= Beginning of Section =

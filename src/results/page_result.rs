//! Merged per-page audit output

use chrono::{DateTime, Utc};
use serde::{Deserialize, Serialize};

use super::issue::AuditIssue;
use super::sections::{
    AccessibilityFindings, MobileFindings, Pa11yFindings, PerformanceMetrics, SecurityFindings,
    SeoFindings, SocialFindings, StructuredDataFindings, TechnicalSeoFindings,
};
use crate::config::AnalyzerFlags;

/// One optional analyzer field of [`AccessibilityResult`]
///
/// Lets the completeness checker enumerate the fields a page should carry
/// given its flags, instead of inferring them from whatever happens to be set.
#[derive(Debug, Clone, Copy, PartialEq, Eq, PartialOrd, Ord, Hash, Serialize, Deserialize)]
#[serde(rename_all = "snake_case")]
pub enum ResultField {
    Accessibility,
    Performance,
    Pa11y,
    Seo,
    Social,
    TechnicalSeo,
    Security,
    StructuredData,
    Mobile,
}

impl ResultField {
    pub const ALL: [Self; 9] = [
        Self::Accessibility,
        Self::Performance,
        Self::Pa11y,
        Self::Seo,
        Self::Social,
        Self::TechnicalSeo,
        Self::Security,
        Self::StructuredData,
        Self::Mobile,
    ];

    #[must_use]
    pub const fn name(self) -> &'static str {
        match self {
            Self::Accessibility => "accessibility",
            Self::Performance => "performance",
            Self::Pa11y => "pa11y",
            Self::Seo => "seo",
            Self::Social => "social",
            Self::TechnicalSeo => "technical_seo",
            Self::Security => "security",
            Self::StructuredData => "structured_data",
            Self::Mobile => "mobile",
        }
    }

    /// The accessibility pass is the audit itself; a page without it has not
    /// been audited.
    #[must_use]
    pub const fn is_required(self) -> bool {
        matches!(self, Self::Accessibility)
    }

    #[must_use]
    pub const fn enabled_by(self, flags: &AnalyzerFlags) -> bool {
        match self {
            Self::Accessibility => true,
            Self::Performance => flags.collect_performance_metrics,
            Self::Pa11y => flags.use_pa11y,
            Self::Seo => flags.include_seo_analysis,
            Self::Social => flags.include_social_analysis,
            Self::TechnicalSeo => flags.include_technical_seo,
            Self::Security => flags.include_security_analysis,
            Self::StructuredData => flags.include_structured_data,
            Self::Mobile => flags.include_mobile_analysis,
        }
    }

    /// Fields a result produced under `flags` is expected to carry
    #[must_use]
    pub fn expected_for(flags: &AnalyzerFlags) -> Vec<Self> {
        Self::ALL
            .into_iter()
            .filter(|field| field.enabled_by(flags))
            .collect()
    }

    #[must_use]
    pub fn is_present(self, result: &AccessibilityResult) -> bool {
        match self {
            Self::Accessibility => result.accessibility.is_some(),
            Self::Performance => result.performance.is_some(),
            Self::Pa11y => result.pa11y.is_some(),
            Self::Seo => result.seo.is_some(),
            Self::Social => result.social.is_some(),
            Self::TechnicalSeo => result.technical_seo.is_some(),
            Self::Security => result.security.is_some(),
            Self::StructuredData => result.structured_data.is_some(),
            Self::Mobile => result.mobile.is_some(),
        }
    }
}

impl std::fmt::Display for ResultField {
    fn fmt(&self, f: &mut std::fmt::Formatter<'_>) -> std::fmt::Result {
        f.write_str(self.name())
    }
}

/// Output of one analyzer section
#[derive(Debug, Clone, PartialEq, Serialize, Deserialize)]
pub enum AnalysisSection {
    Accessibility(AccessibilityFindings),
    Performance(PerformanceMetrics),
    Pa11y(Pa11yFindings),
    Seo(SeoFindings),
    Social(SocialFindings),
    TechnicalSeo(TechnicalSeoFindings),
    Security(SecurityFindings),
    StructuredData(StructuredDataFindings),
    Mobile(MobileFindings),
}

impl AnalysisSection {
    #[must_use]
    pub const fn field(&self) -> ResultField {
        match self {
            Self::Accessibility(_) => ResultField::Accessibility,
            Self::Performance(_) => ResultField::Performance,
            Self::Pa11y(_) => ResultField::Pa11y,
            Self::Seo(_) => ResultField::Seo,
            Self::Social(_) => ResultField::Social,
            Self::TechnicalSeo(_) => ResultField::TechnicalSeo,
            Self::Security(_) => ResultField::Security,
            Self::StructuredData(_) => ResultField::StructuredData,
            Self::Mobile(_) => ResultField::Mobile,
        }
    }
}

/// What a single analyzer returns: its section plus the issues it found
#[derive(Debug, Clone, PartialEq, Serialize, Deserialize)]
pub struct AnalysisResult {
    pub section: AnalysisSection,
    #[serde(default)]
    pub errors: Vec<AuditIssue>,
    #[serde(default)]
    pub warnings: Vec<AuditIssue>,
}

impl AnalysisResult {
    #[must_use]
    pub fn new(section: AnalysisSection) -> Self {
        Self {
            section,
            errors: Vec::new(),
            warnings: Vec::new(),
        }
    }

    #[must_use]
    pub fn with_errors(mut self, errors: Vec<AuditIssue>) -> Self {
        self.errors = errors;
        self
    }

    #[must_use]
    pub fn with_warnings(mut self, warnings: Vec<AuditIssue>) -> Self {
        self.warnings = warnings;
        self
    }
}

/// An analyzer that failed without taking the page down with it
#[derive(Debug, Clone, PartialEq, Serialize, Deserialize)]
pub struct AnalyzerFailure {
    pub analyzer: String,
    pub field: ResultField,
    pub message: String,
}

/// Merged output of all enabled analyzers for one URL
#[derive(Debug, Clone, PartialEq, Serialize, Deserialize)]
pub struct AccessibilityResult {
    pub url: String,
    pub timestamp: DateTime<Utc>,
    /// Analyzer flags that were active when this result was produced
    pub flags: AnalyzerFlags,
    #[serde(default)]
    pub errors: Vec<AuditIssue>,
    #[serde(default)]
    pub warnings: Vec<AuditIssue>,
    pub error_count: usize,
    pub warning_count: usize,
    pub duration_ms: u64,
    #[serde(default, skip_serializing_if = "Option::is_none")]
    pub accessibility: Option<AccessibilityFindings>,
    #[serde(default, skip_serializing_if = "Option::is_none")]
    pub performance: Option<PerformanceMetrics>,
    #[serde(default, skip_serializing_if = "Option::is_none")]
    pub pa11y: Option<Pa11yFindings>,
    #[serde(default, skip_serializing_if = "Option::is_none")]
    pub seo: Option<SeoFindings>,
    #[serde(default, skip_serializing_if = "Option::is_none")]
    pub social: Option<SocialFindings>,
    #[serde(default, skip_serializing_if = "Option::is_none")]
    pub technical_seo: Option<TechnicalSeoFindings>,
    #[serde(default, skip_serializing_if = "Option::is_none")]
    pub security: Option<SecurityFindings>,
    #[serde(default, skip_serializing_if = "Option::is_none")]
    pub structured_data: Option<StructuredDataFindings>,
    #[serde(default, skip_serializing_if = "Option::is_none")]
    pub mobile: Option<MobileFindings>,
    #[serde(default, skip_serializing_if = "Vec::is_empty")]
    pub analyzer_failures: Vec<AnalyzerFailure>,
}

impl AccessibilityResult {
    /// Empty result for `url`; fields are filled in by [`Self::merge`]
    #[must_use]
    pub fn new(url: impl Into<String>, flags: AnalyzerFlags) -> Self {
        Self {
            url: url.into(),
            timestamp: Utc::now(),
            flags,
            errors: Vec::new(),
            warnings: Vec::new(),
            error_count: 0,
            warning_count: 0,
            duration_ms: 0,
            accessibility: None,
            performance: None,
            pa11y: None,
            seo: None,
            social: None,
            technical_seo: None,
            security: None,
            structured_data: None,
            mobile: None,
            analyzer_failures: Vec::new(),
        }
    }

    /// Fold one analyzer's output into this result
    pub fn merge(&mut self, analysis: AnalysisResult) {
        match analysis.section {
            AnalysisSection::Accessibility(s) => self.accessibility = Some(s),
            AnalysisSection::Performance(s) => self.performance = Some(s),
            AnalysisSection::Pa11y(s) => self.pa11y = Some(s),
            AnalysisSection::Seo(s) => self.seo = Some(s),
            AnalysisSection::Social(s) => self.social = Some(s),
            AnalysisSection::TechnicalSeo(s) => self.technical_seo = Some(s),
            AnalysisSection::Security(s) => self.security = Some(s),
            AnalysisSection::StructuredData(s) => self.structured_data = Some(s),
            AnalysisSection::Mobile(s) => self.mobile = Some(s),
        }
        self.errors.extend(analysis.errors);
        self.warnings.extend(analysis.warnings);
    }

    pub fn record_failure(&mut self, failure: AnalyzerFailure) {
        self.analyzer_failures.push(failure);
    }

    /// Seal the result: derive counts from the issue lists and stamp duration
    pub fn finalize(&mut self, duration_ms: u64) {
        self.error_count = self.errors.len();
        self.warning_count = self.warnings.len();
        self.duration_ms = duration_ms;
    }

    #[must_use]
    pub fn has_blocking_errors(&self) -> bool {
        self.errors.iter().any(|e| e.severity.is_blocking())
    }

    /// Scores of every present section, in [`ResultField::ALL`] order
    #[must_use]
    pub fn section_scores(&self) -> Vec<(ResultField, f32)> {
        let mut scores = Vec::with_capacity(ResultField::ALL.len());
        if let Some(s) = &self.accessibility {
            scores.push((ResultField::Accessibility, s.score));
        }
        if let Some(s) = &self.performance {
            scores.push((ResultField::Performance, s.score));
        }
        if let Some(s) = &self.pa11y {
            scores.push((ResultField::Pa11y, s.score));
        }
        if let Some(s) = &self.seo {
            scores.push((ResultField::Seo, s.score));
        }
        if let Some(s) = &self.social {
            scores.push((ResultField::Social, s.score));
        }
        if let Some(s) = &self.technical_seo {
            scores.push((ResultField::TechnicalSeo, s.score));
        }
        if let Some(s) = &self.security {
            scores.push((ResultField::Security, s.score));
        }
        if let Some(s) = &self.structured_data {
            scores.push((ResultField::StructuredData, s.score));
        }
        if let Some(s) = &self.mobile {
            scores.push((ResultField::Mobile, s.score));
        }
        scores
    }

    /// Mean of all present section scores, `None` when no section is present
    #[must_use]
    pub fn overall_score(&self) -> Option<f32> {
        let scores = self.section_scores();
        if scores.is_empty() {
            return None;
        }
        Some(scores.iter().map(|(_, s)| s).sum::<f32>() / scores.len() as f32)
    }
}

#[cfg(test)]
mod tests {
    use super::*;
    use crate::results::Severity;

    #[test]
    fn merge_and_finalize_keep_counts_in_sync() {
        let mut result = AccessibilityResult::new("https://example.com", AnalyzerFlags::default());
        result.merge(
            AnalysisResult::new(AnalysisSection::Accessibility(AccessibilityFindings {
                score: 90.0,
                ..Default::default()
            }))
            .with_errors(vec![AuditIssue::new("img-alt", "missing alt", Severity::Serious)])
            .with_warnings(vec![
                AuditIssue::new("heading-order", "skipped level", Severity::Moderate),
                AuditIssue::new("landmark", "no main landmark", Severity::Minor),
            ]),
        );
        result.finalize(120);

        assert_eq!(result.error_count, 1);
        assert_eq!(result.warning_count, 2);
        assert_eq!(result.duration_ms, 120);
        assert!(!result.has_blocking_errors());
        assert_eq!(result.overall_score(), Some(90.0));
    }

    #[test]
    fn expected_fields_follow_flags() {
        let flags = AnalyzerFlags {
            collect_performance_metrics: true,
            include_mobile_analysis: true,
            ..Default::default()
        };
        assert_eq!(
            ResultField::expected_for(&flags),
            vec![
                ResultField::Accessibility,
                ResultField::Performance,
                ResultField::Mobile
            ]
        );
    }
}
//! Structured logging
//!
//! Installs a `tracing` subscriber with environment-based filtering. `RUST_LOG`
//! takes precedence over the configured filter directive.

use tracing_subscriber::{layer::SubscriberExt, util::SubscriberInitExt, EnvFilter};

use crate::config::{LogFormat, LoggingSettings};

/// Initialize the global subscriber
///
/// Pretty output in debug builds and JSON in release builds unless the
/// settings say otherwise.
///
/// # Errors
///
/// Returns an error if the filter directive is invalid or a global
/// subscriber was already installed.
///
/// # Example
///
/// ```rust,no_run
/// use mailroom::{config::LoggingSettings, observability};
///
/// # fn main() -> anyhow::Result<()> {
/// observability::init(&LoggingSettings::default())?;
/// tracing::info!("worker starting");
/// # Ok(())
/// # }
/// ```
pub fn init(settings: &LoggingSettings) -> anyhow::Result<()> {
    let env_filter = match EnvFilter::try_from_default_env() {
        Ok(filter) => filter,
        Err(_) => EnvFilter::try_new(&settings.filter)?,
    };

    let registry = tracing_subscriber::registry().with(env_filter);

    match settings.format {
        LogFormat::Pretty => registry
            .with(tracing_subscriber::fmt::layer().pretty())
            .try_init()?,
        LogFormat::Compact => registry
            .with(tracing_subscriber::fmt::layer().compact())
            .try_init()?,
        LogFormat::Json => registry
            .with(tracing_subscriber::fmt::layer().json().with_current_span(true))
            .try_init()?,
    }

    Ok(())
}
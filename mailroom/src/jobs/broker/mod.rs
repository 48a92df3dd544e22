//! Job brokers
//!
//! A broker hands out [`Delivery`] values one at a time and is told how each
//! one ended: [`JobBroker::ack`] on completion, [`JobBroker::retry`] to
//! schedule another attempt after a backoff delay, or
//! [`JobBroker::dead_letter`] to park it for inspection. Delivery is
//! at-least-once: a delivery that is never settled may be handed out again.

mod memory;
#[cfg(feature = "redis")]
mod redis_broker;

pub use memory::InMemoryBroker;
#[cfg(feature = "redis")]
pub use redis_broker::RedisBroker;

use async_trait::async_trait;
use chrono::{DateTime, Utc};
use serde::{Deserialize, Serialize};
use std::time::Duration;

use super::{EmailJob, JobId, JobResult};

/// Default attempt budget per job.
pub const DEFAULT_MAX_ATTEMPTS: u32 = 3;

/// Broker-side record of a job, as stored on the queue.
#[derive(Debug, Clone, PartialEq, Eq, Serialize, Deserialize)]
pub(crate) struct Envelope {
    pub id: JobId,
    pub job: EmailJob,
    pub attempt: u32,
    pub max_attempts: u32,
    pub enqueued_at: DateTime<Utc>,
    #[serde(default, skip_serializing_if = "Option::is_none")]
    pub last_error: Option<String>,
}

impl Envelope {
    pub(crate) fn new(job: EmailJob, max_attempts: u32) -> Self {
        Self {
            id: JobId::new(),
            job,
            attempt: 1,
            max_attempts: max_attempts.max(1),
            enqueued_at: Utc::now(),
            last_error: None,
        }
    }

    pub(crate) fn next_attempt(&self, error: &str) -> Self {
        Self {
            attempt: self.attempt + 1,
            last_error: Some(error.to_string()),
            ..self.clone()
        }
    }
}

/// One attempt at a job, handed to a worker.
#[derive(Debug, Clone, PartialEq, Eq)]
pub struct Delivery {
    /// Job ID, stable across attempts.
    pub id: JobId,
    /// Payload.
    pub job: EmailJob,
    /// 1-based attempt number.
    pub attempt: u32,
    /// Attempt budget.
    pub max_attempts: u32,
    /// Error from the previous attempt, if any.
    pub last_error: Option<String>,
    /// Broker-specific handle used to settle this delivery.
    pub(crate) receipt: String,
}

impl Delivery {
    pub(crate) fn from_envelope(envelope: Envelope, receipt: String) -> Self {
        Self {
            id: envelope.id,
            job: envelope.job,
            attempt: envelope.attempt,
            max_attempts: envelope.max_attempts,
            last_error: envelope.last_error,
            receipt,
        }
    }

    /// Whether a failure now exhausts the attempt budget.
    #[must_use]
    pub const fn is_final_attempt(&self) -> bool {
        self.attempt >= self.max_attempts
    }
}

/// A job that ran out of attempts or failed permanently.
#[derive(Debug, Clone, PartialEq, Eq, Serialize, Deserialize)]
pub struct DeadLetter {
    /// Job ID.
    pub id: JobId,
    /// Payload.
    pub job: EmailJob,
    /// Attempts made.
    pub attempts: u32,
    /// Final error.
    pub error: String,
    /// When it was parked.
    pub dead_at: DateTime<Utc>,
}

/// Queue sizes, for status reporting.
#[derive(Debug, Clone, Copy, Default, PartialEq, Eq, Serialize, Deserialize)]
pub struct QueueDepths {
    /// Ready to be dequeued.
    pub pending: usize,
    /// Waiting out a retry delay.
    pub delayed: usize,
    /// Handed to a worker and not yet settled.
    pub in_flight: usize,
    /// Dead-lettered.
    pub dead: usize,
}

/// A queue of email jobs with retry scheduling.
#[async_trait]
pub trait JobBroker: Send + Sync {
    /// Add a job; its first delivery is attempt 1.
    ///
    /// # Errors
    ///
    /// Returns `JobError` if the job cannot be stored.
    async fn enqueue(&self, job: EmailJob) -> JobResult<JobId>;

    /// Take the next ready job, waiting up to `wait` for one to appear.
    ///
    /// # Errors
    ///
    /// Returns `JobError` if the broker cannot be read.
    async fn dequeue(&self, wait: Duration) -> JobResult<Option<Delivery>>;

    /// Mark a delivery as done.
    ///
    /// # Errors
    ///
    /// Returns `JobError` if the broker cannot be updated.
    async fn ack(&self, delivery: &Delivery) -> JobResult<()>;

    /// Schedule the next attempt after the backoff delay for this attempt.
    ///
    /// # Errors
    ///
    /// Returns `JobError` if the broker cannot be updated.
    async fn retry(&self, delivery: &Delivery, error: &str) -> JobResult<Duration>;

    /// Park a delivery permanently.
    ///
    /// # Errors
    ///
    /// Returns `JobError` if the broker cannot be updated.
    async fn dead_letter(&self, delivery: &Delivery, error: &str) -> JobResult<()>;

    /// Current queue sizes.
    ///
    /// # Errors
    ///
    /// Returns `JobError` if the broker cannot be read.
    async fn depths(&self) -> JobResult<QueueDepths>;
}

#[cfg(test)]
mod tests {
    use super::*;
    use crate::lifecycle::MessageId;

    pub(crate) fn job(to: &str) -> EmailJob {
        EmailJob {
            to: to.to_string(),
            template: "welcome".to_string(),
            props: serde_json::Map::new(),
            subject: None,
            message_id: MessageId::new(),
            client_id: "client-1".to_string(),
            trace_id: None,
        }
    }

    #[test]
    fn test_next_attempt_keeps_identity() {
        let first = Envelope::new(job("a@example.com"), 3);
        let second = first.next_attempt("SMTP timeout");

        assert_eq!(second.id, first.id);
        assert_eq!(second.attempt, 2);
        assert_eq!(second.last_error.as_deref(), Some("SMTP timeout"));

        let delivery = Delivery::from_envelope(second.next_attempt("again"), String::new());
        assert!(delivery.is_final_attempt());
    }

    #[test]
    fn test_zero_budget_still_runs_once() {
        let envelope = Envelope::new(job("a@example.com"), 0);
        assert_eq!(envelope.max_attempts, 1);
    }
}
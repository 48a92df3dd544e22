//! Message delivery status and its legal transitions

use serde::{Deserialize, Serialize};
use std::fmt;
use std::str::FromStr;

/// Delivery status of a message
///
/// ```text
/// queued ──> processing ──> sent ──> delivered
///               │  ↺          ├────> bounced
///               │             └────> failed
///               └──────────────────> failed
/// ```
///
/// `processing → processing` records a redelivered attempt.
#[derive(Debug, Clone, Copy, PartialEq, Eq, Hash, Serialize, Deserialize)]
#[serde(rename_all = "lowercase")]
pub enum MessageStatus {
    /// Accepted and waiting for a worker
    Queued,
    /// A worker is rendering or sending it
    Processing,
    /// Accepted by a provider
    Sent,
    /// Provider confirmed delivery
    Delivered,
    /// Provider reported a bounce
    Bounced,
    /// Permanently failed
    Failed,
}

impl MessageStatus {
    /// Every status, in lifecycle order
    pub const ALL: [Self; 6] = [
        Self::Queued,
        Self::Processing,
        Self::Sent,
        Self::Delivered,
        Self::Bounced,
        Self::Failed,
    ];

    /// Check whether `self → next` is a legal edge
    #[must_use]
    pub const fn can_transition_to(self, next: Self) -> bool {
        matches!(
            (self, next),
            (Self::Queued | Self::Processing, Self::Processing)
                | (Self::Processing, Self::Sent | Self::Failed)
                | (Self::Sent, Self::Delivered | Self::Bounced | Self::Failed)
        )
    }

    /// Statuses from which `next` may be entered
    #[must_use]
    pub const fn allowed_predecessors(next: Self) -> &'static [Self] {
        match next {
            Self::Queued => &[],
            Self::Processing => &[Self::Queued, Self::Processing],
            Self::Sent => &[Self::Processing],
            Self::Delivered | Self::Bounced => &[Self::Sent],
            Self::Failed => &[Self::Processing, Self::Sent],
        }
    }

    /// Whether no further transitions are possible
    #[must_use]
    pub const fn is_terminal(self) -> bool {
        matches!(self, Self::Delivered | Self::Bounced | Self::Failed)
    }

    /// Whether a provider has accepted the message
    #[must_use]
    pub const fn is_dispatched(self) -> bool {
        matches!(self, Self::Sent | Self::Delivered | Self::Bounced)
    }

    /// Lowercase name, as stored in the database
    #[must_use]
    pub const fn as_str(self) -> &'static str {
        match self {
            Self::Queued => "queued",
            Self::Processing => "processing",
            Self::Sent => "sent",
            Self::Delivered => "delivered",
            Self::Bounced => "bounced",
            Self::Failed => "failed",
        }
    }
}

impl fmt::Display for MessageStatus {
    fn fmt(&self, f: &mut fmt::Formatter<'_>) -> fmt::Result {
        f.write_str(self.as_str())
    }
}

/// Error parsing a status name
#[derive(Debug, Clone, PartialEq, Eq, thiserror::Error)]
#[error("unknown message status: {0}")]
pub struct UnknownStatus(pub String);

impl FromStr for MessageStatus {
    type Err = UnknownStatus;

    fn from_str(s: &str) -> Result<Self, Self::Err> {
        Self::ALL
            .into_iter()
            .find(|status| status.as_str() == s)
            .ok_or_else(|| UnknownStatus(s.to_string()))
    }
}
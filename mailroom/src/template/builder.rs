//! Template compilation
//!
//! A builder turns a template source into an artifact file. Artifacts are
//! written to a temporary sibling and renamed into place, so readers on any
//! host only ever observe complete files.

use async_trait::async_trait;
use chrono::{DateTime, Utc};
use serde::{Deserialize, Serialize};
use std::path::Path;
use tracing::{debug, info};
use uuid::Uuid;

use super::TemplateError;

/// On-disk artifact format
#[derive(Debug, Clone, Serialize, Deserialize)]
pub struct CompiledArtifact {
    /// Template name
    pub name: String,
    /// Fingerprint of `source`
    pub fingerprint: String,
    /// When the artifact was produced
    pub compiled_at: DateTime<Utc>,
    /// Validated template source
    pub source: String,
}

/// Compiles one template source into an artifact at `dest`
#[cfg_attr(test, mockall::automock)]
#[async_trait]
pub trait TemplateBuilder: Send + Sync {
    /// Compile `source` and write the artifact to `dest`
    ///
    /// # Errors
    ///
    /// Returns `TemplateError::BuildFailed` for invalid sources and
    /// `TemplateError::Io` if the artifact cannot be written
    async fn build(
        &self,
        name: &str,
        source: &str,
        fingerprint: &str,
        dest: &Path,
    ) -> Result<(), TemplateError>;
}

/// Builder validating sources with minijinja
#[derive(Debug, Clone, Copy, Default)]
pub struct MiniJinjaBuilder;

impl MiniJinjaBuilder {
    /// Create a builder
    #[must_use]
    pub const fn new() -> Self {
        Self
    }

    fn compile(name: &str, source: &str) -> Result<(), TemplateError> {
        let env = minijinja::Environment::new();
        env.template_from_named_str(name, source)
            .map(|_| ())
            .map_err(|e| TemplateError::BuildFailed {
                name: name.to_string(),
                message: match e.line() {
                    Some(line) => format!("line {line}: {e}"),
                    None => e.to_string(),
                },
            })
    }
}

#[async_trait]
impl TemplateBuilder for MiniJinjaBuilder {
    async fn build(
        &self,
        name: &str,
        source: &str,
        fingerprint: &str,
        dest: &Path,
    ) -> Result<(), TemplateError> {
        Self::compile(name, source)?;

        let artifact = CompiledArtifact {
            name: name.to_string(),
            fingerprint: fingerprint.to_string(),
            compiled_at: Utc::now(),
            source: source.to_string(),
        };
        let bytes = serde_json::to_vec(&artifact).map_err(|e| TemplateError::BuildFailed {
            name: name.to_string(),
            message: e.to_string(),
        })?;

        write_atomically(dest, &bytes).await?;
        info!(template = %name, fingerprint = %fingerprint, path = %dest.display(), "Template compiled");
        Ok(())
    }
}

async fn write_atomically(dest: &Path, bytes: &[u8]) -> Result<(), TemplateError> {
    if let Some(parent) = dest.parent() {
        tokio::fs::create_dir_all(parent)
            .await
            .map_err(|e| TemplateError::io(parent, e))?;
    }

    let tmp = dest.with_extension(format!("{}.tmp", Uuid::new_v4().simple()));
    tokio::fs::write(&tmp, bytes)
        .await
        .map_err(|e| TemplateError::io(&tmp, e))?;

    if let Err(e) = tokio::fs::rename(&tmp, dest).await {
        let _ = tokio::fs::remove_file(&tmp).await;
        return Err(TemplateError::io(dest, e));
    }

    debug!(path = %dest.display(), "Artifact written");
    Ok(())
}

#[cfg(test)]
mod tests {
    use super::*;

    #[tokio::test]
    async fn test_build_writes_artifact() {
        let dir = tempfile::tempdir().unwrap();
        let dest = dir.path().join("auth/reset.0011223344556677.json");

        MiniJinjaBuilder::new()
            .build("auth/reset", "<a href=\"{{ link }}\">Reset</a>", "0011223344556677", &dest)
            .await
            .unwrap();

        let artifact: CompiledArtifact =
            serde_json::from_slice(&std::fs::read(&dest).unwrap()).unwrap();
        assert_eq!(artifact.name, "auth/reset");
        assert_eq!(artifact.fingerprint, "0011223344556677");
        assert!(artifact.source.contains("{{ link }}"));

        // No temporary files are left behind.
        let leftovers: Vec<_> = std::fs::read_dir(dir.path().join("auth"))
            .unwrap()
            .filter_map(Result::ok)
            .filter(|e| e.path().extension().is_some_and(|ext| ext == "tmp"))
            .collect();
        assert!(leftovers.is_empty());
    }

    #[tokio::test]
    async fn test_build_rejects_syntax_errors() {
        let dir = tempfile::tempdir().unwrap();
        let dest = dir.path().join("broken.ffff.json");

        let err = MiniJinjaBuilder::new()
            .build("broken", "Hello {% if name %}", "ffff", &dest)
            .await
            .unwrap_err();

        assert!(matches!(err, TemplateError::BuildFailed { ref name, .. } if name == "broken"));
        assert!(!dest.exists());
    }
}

= End of Section =

INSTRUCTIONS TO FOLLOW :: Return the lines containing "bool", taking each one from the listing.

OUTPUT ::
    pub const fn is_required(self) -> bool {
    pub const fn enabled_by(self, flags: &AnalyzerFlags) -> bool {
    pub fn is_present(self, result: &AccessibilityResult) -> bool {
    pub fn has_blocking_errors(&self) -> bool {
    pub const fn is_final_attempt(&self) -> bool {
    pub const fn can_transition_to(self, next: Self) -> bool {
    pub const fn is_terminal(self) -> bool {
    pub const fn is_dispatched(self) -> bool {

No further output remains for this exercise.